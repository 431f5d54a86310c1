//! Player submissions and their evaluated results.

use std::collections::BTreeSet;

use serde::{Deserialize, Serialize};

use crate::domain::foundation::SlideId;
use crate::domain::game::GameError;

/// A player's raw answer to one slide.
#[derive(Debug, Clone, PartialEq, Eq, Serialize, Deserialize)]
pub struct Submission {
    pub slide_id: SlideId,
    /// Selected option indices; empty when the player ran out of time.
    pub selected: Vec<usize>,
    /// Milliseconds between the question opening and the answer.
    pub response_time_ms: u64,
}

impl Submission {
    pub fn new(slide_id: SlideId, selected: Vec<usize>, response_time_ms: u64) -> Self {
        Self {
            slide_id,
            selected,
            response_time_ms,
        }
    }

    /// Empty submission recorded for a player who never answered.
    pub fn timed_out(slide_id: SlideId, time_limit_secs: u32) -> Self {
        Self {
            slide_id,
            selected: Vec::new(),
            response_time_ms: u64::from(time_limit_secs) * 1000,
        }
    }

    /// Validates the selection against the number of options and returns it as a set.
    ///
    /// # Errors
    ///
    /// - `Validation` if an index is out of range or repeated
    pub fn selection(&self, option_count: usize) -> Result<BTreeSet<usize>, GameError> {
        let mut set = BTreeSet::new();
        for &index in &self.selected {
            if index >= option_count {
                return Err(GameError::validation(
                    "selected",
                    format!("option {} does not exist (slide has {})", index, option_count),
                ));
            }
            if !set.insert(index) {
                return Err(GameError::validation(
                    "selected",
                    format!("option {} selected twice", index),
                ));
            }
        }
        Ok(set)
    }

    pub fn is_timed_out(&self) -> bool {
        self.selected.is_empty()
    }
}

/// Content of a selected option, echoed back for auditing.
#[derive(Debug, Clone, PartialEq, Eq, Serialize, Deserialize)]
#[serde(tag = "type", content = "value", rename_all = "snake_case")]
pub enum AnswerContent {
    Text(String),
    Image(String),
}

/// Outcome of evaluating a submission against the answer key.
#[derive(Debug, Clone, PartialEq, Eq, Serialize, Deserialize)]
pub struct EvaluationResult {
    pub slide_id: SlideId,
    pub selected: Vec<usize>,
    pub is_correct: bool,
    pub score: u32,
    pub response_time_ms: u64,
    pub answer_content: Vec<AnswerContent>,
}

========

> _TASK INSTRUCTIONS_
The whole listing is to be transcribed exactly.

> _OUTPUT OF THE TASK_
repository 431f5d54a86310c1
//! Player submissions and their evaluated results.

use std::collections::BTreeSet;

use serde::{Deserialize, Serialize};

use crate::domain::foundation::SlideId;
use crate::domain::game::GameError;

/// A player's raw answer to one slide.
#[derive(Debug, Clone, PartialEq, Eq, Serialize, Deserialize)]
pub struct Submission {
    pub slide_id: SlideId,
    /// Selected option indices; empty when the player ran out of time.
    pub selected: Vec<usize>,
    /// Milliseconds between the question opening and the answer.
    pub response_time_ms: u64,
}

impl Submission {
    pub fn new(slide_id: SlideId, selected: Vec<usize>, response_time_ms: u64) -> Self {
        Self {
            slide_id,
            selected,
            response_time_ms,
        }
    }

    /// Empty submission recorded for a player who never answered.
    pub fn timed_out(slide_id: SlideId, time_limit_secs: u32) -> Self {
        Self {
            slide_id,
            selected: Vec::new(),
            response_time_ms: u64::from(time_limit_secs) * 1000,
        }
    }

    /// Validates the selection against the number of options and returns it as a set.
    ///
    /// # Errors
    ///
    /// - `Validation` if an index is out of range or repeated
    pub fn selection(&self, option_count: usize) -> Result<BTreeSet<usize>, GameError> {
        let mut set = BTreeSet::new();
        for &index in &self.selected {
            if index >= option_count {
                return Err(GameError::validation(
                    "selected",
                    format!("option {} does not exist (slide has {})", index, option_count),
                ));
            }
            if !set.insert(index) {
                return Err(GameError::validation(
                    "selected",
                    format!("option {} selected twice", index),
                ));
            }
        }
        Ok(set)
    }

    pub fn is_timed_out(&self) -> bool {
        self.selected.is_empty()
    }
}

/// Content of a selected option, echoed back for auditing.
#[derive(Debug, Clone, PartialEq, Eq, Serialize, Deserialize)]
#[serde(tag = "type", content = "value", rename_all = "snake_case")]
pub enum AnswerContent {
    Text(String),
    Image(String),
}

/// Outcome of evaluating a submission against the answer key.
#[derive(Debug, Clone, PartialEq, Eq, Serialize, Deserialize)]
pub struct EvaluationResult {
    pub slide_id: SlideId,
    pub selected: Vec<usize>,
    pub is_correct: bool,
    pub score: u32,
    pub response_time_ms: u64,
    pub answer_content: Vec<AnswerContent>,
}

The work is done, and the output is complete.